A franchise is a legal and commercial relationship between the owner of a trademark, service mark, trade name, or advertising symbol and an individual or group wishing to use that identification in a business. The franchise governs the method of conducting business between the two parties. Generally, a franchisee sells goods or services supplied by the franchisor or that meet the franchisor's quality standards.
Franchising is often described as a business or industry. It is not. Franchising is a method of doing business. You can become a business owner under a franchise agreement. Franchising has been adopted and used by a wide variety of industries and businesses as a means of efficient expansion. Under a franchise system, an individually owned business is operated as though it were part of a large company. The parent company acts as the umbrella organization. This company authorizes the franchise outlets to use its trademark and benefits from the image of a larger organization.
Franchising is based on mutual trust between the franchisor and franchisee. The franchisor provides the business expertise that otherwise would not be available to the franchisee. The franchisee brings to the franchise operation the entrepreneurial spirit and drive necessary to make the franchise a success.
Generally, the franchisor or umbrella organization will dictate standard designs for business facilities; specify the use of certain equipment, products or services; and provide instruction on operating the franchise in accordance with the standards set forth for all franchise operations. While most people think of a franchise as being product or service oriented, such as the case with fast food, restaurant or hotel businesses, franchises may also be found in the wholesale and manufacturing industries.
Franchising offers many advantages to an entrepreneur. As a small business person you can “buy into” a well-established venture, with a proven formula for success. This offers you significant odds for success, when the franchise formula is carefully followed. The franchisor should provide solid advice (often mandates), site selection, management, advertising, accounting and product research and development to aid the overall franchise organization’s success. Greater efficiency and profitability result from uniform coordination.
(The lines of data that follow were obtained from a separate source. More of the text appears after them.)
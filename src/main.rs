//! Duel Pong entry point
//!
//! Handles platform-specific initialization and runs the game loop.

#[cfg(target_arch = "wasm32")]
use wasm_bindgen::prelude::*;

#[cfg(target_arch = "wasm32")]
mod wasm_game {
    use std::cell::{Cell, RefCell};
    use std::ops::ControlFlow;
    use std::rc::Rc;
    use wasm_bindgen::prelude::*;
    use web_sys::{Document, HtmlCanvasElement, KeyboardEvent, Window};

    use duel_pong::consts::TIMER_INTERVAL_MS;
    use duel_pong::renderer::CanvasSurface;
    use duel_pong::{Match, Tuning};

    type SharedMatch = Rc<RefCell<Match<CanvasSurface>>>;

    pub fn run() {
        console_error_panic_hook::set_once();
        if console_log::init_with_level(log::Level::Info).is_err() {
            web_sys::console::warn_1(&"Logger already initialized".into());
        }

        log::info!("Duel Pong starting...");

        if let Err(msg) = start() {
            log::error!("Startup failed: {}", msg);
        }
    }

    fn start() -> Result<(), String> {
        let window = web_sys::window().ok_or("no window")?;
        let document = window.document().ok_or("no document")?;

        let canvas: HtmlCanvasElement = document
            .get_element_by_id("pongCanvas")
            .ok_or("no #pongCanvas element")?
            .dyn_into()
            .map_err(|_| "#pongCanvas is not a canvas")?;

        let tuning = Tuning::default();
        let surface = CanvasSurface::new(&canvas, tuning.width as u32, tuning.height as u32)
            .ok_or("2d context unavailable")?;

        let seed = js_sys::Date::now() as u64;
        let game = Match::new(tuning, seed, surface).map_err(|e| e.to_string())?;
        let game = Rc::new(RefCell::new(game));

        setup_input_handlers(&document, game.clone());
        start_timer(&window, game.clone())?;
        start_frame_loop(game);

        Ok(())
    }

    fn setup_input_handlers(document: &Document, game: SharedMatch) {
        // Key down
        {
            let game = game.clone();
            let closure = Closure::<dyn FnMut(_)>::new(move |event: KeyboardEvent| {
                game.borrow_mut().key_down(&event.key());
            });
            let _ = document
                .add_event_listener_with_callback("keydown", closure.as_ref().unchecked_ref());
            closure.forget();
        }

        // Key up
        {
            let closure = Closure::<dyn FnMut(_)>::new(move |event: KeyboardEvent| {
                game.borrow_mut().key_up(&event.key());
            });
            let _ = document
                .add_event_listener_with_callback("keyup", closure.as_ref().unchecked_ref());
            closure.forget();
        }
    }

    /// Count down once per second; the interval clears itself once the
    /// match has ended.
    fn start_timer(window: &Window, game: SharedMatch) -> Result<(), String> {
        let handle: Rc<Cell<Option<i32>>> = Rc::new(Cell::new(None));

        let closure = {
            let handle = handle.clone();
            let window = window.clone();
            Closure::<dyn FnMut()>::new(move || {
                let flow = game.borrow_mut().on_second();
                if flow.is_break() {
                    if let Some(id) = handle.take() {
                        window.clear_interval_with_handle(id);
                        log::info!("Timer stopped");
                    }
                }
            })
        };

        let id = window
            .set_interval_with_callback_and_timeout_and_arguments_0(
                closure.as_ref().unchecked_ref(),
                TIMER_INTERVAL_MS,
            )
            .map_err(|e| format!("setInterval failed: {:?}", e))?;
        handle.set(Some(id));
        closure.forget();

        Ok(())
    }

    fn request_animation_frame(f: &Closure<dyn FnMut()>) {
        let Some(window) = web_sys::window() else {
            return;
        };
        if let Err(e) = window.request_animation_frame(f.as_ref().unchecked_ref()) {
            log::error!("requestAnimationFrame failed: {:?}", e);
        }
    }

    /// Update and draw once per display frame until the match ends
    fn start_frame_loop(game: SharedMatch) {
        let f: Rc<RefCell<Option<Closure<dyn FnMut()>>>> = Rc::new(RefCell::new(None));
        let g = f.clone();

        *g.borrow_mut() = Some(Closure::new(move || {
            let flow = game.borrow_mut().on_frame();
            if let ControlFlow::Break(summary) = flow {
                log::info!(
                    "{} Wins! ({}-{})",
                    summary.winner.as_str(),
                    summary.left_score,
                    summary.right_score
                );
                // Release the loop closure
                let _ = f.borrow_mut().take();
                return;
            }
            if let Some(cb) = f.borrow().as_ref() {
                request_animation_frame(cb);
            }
        }));

        if let Some(cb) = g.borrow().as_ref() {
            request_animation_frame(cb);
        }
    }
}

#[cfg(target_arch = "wasm32")]
#[wasm_bindgen(start)]
pub fn wasm_main() {
    wasm_game::run();
}

#[cfg(not(target_arch = "wasm32"))]
fn main() {
    env_logger::init();
    log::info!("Duel Pong (native) starting...");
    log::info!("Native mode plays a headless idle match - build for wasm32 to play in the browser");

    if let Err(e) = run_headless() {
        log::error!("Setup failed: {}", e);
        std::process::exit(1);
    }
}

#[cfg(target_arch = "wasm32")]
fn main() {
    // WASM entry point is wasm_main, this is just to satisfy the compiler
}

#[cfg(not(target_arch = "wasm32"))]
fn run_headless() -> Result<(), duel_pong::SetupError> {
    use duel_pong::renderer::RecordingSurface;
    use duel_pong::{Match, SimulatedClock, Tuning};
    use std::time::{SystemTime, UNIX_EPOCH};

    let seed = SystemTime::now()
        .duration_since(UNIX_EPOCH)
        .map(|d| d.as_millis() as u64)
        .unwrap_or_default();

    let mut game = Match::new(Tuning::default(), seed, RecordingSurface::default())?;
    let summary = SimulatedClock::default().run(&mut game, |_, _| {});

    println!(
        "{} Wins! ({}-{}, {} frames, {} draw frames)",
        summary.winner.as_str(),
        summary.left_score,
        summary.right_score,
        summary.frames,
        game.surface.frames
    );
    Ok(())
}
The franchisor collects a fee for the right to use its name and systems. Prices can vary dramatically. The franchisee is given the right to represent the franchisor in a given geographical area for a specified length of time (commonly five to 10 years). The franchiser also collects a royalty fee (generally ranging from 2 percent to 20 percent of your gross sales), and it also may make a profit on items it sells to you, as the franchisee.
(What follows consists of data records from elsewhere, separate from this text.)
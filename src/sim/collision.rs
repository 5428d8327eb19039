//! Collision tests for the ball against walls and paddle bands
//!
//! All checks are against the ball's centre point with no positional
//! correction: a hit only inverts one velocity component. A ball that stays
//! inside a band for several frames is inverted on each of them.

use glam::Vec2;

use super::state::{Paddle, Side};
use crate::tuning::Tuning;

/// Ball touched or crossed the top or bottom wall
#[inline]
pub fn hits_horizontal_wall(ball_pos: Vec2, height: f32) -> bool {
    ball_pos.y <= 0.0 || ball_pos.y >= height
}

/// Ball is inside the horizontal collision zone in front of a paddle
#[inline]
pub fn in_paddle_zone(ball_x: f32, side: Side, tuning: &Tuning) -> bool {
    match side {
        Side::Left => ball_x <= tuning.paddle_width,
        Side::Right => ball_x >= tuning.width - tuning.paddle_width - tuning.ball_size,
    }
}

/// Ball is inside the paddle band: the horizontal zone and the paddle's
/// vertical extent, both inclusive
pub fn ball_paddle_collision(ball_pos: Vec2, paddle: &Paddle, side: Side, tuning: &Tuning) -> bool {
    let (top, bottom) = paddle.band(tuning.paddle_height);
    in_paddle_zone(ball_pos.x, side, tuning) && ball_pos.y >= top && ball_pos.y <= bottom
}

/// Side that scores when the ball leaves the arena, if any
pub fn goal_scorer(ball_x: f32, width: f32) -> Option<Side> {
    if ball_x <= 0.0 {
        Some(Side::Right)
    } else if ball_x >= width {
        Some(Side::Left)
    } else {
        None
    }
}
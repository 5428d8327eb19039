//! Browser canvas surface (CanvasRenderingContext2d)

use std::f64::consts::TAU;

use wasm_bindgen::JsCast;
use web_sys::{CanvasRenderingContext2d, HtmlCanvasElement};

use super::{Color, Surface};

pub struct CanvasSurface {
    ctx: CanvasRenderingContext2d,
    width: f64,
    height: f64,
}

impl CanvasSurface {
    /// Size the canvas and grab its 2D context
    pub fn new(canvas: &HtmlCanvasElement, width: u32, height: u32) -> Option<Self> {
        canvas.set_width(width);
        canvas.set_height(height);

        let ctx = canvas
            .get_context("2d")
            .ok()
            .flatten()?
            .dyn_into::<CanvasRenderingContext2d>()
            .ok()?;

        Some(Self {
            ctx,
            width: width as f64,
            height: height as f64,
        })
    }
}

impl Surface for CanvasSurface {
    fn clear(&mut self) {
        self.ctx.clear_rect(0.0, 0.0, self.width, self.height);
    }

    fn fill_rect(&mut self, x: f32, y: f32, w: f32, h: f32, color: Color) {
        self.ctx.set_fill_style_str(color.as_str());
        self.ctx.fill_rect(x as f64, y as f64, w as f64, h as f64);
    }

    fn fill_circle(&mut self, cx: f32, cy: f32, r: f32, color: Color) {
        self.ctx.set_fill_style_str(color.as_str());
        self.ctx.begin_path();
        if let Err(e) = self.ctx.arc(cx as f64, cy as f64, r as f64, 0.0, TAU) {
            log::warn!("arc failed: {:?}", e);
            return;
        }
        self.ctx.close_path();
        self.ctx.fill();
    }

    fn fill_text(&mut self, text: &str, x: f32, y: f32, color: Color, size_px: u32) {
        self.ctx.set_fill_style_str(color.as_str());
        self.ctx.set_font(&format!("{}px Arial", size_px));
        if let Err(e) = self.ctx.fill_text(text, x as f64, y as f64) {
            log::warn!("fill_text failed: {:?}", e);
        }
    }
}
Is the concept of a franchise right for you? To make your business a success, you must be willing to accept the orders, vision and procedures set forth by the franchisor. Any ideas you have for customizing the proven formula must typically be approved by the franchisor. In a sense, you forego some of the independence you may have sought as an entrepreneur. Of course, the trade-off in autonomy for the support system must be weighed against the increased chances for success.
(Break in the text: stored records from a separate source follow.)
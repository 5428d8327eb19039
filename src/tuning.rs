//! Match tuning
//!
//! The rules are fixed; `Tuning` gathers the constants in one value so the
//! setup can be validated and logged before a match starts.

use serde::{Deserialize, Serialize};

use crate::consts::*;
use crate::error::SetupError;

#[derive(Debug, Clone, Copy, PartialEq, Serialize, Deserialize)]
pub struct Tuning {
    /// Drawing surface width (pixels)
    pub width: f32,
    /// Drawing surface height (pixels)
    pub height: f32,
    pub paddle_width: f32,
    pub paddle_height: f32,
    /// Ball diameter (pixels)
    pub ball_size: f32,
    /// Paddle speed magnitude (pixels/frame)
    pub paddle_speed: f32,
    /// Ball speed magnitude per axis (pixels/frame)
    pub ball_speed: f32,
    /// Match length (seconds)
    pub match_seconds: u32,
    /// Score that ends the match immediately
    pub winning_score: u32,
}

impl Default for Tuning {
    fn default() -> Self {
        Self {
            width: ARENA_WIDTH,
            height: ARENA_HEIGHT,
            paddle_width: PADDLE_WIDTH,
            paddle_height: PADDLE_HEIGHT,
            ball_size: BALL_SIZE,
            paddle_speed: PADDLE_SPEED,
            ball_speed: BALL_SPEED,
            match_seconds: MATCH_SECONDS,
            winning_score: WINNING_SCORE,
        }
    }
}

impl Tuning {
    /// Check the setup preconditions the simulation relies on
    pub fn validate(&self) -> Result<(), SetupError> {
        let positive = [
            ("width", self.width),
            ("height", self.height),
            ("paddle_width", self.paddle_width),
            ("paddle_height", self.paddle_height),
            ("ball_size", self.ball_size),
            ("paddle_speed", self.paddle_speed),
            ("ball_speed", self.ball_speed),
        ];
        for (name, value) in positive {
            // NaN fails this too
            if !(value > 0.0) {
                return Err(SetupError::NonPositive { name, value });
            }
        }

        if self.height < self.paddle_height {
            return Err(SetupError::ArenaTooShort {
                height: self.height,
                paddle_height: self.paddle_height,
            });
        }

        if self.width <= 2.0 * self.paddle_width + self.ball_size {
            return Err(SetupError::ArenaTooNarrow {
                width: self.width,
                paddle_width: self.paddle_width,
                ball_size: self.ball_size,
            });
        }

        if self.winning_score == 0 {
            return Err(SetupError::ZeroWinningScore);
        }

        Ok(())
    }

    /// Highest valid paddle offset
    #[inline]
    pub fn paddle_max(&self) -> f32 {
        self.height - self.paddle_height
    }
}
If you are concerned about the risk involved in a new, independent business venture, then franchising may be the best business option for you. But remember that hard work, dedication, and sacrifice are essential to the success of any business venture, including franchising
At our Clatsop Community College Small Business Development Center, we provide you with the tools and information needed to make an informed decision, plus a business plan process that lays out a specific plan and estimate of costs involved with opening a franchise, which can run from several thousand to well over a hundred thousand dollars to open and sustain a franchise.
Contact us or the Small Business Development Centers at Tillamook Bay Community College or Oregon Coast Community College for an appointment to see if a franchise model is right for you.
CEDR is Clatsop Economic Development Resources. SBDC is the Small Business Development Center at Clatsop Community College. Website: www.clatsoped.com. Email: firstname.lastname@example.org. Office 503-338-2402.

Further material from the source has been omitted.